1. Set realistic goals.
If given a time machine, most of us would tell our teenage selves to appreciate our unearned slim figures and quick metabolism. And Ellen emphasises the importance of being sensible when it comes to trimming down.
"A lot of clients approach me saying they want to be a size eight. I ask them when was the last time they were a size eight and they say, ‘When I was 18’ and now they’re in their 40s. Is that realistic for your metabolism? When you’re at 18, it’s at its highest and you’re active, usually involved in a number of different sports.
"When it comes to weight loss, I suggest aiming for losing 10% body weight over three to six months and maintain that for three months at least. Then go from there. A lot of people have a fear they’re going to relapse, so this provides a healthier, practical approach. Maybe don’t focus on your weight as the be all and end all, look at other measures like your improved energy, mood and sleep."
2. Only take advice from reputable sources.
In a world where models and the beautiful people in general have become a source of nutritional advice, Ellen advises to do your research before committing to something from a questionable source. She says: "There are so many mixed messages out there and sources of nutritional advice always look to see if it’s evidence based and proven to effective and safe."

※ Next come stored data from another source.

//! HTTP/1.1 front end for the arcade hub
//!
//! One request per connection, answered and closed.

use std::net::SocketAddr;
use std::sync::Arc;
use std::time::Duration;
use tokio::io::{AsyncReadExt, AsyncWriteExt};
use tokio::net::{TcpListener, TcpStream};
use tracing::{debug, info};

use crate::http::response::Response;
use crate::http::static_files::StaticFiles;
use crate::metrics::Metrics;

/// Largest request head we read
const MAX_HEAD_SIZE: usize = 8 * 1024;
/// Clients that stall longer than this get dropped
const READ_TIMEOUT: Duration = Duration::from_secs(10);

/// Static file server
#[derive(Clone)]
pub struct FileServer {
    files: Arc<StaticFiles>,
    metrics: Arc<Metrics>,
}

impl FileServer {
    pub fn new(files: StaticFiles, metrics: Arc<Metrics>) -> Self {
        Self {
            files: Arc::new(files),
            metrics,
        }
    }

    /// Bind and serve until the task is dropped
    pub async fn serve(self, addr: SocketAddr) -> anyhow::Result<()> {
        let listener = TcpListener::bind(addr).await?;
        info!("Server running at http://{}/", listener.local_addr()?);
        info!("Serving files from: {}", self.files.root().display());
        self.run(listener).await
    }

    /// Accept connections on an already bound listener
    pub async fn run(self, listener: TcpListener) -> anyhow::Result<()> {
        loop {
            let (socket, peer) = listener.accept().await?;
            let server = self.clone();

            tokio::spawn(async move {
                if let Err(e) = server.handle_connection(socket).await {
                    debug!("Connection from {} failed: {}", peer, e);
                }
            });
        }
    }

    async fn handle_connection(&self, mut socket: TcpStream) -> std::io::Result<()> {
        let head = match tokio::time::timeout(READ_TIMEOUT, read_head(&mut socket)).await {
            Ok(head) => head?,
            Err(_) => return Ok(()),
        };

        let (response, head_only) = match parse_request_line(&head) {
            Some((method, target)) => {
                let response = self.respond(method, target).await;
                info!("{} {} {}", method, target, response.status);
                (response, method == "HEAD")
            }
            None => (Response::bad_request(), false),
        };

        self.metrics.record_response(response.status, response.body.len());
        socket.write_all(&response.to_bytes(head_only)).await?;
        socket.shutdown().await
    }

    /// Route one request
    pub async fn respond(&self, method: &str, target: &str) -> Response {
        if method != "GET" && method != "HEAD" {
            return Response::method_not_allowed();
        }

        #[cfg(feature = "metrics")]
        {
            let path = target.split('?').next().unwrap_or(target);
            if path == "/metrics" {
                return Response::text(200, "text/plain; version=0.0.4", self.metrics.to_prometheus());
            }
            if path == "/metrics/json" {
                return Response::text(200, "application/json", self.metrics.to_json());
            }
        }

        self.files.serve(target).await
    }
}

/// Read until the blank line ending the request head
async fn read_head(socket: &mut TcpStream) -> std::io::Result<String> {
    let mut buffer = Vec::with_capacity(1024);
    let mut chunk = [0u8; 1024];

    loop {
        let n = socket.read(&mut chunk).await?;
        if n == 0 {
            break;
        }
        buffer.extend_from_slice(&chunk[..n]);
        if buffer.windows(4).any(|w| w == b"\r\n\r\n") || buffer.len() >= MAX_HEAD_SIZE {
            break;
        }
    }

    Ok(String::from_utf8_lossy(&buffer).into_owned())
}

/// `GET /path HTTP/1.1` → `("GET", "/path")`
fn parse_request_line(head: &str) -> Option<(&str, &str)> {
    let line = head.lines().next()?;
    let mut parts = line.split_whitespace();
    let method = parts.next()?;
    let target = parts.next()?;
    let version = parts.next()?;

    if !version.starts_with("HTTP/") || !target.starts_with('/') {
        return None;
    }
    Some((method, target))
}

3. Don’t do anything drastic.
Have you heard of Veganuary? No? Congratulations, I’m jealous. It's a relatively new concept by food influencers encouraging more people to dry a vegan diet, at least for the month of January. Whatever happened to the days of just giving up your Tuesday night wine habit developed in December?
While Ellen has no issue with a vegan lifestyle (she often manages clients with niche dietary requirements and manages those who are keen to give it a shot), a lifestyle change shouldn't be underestimated. "Why do we want to do it? If not, maybe consider doing something else that’s less radical. I’d always encourage people in how to go about it correctly," she explains.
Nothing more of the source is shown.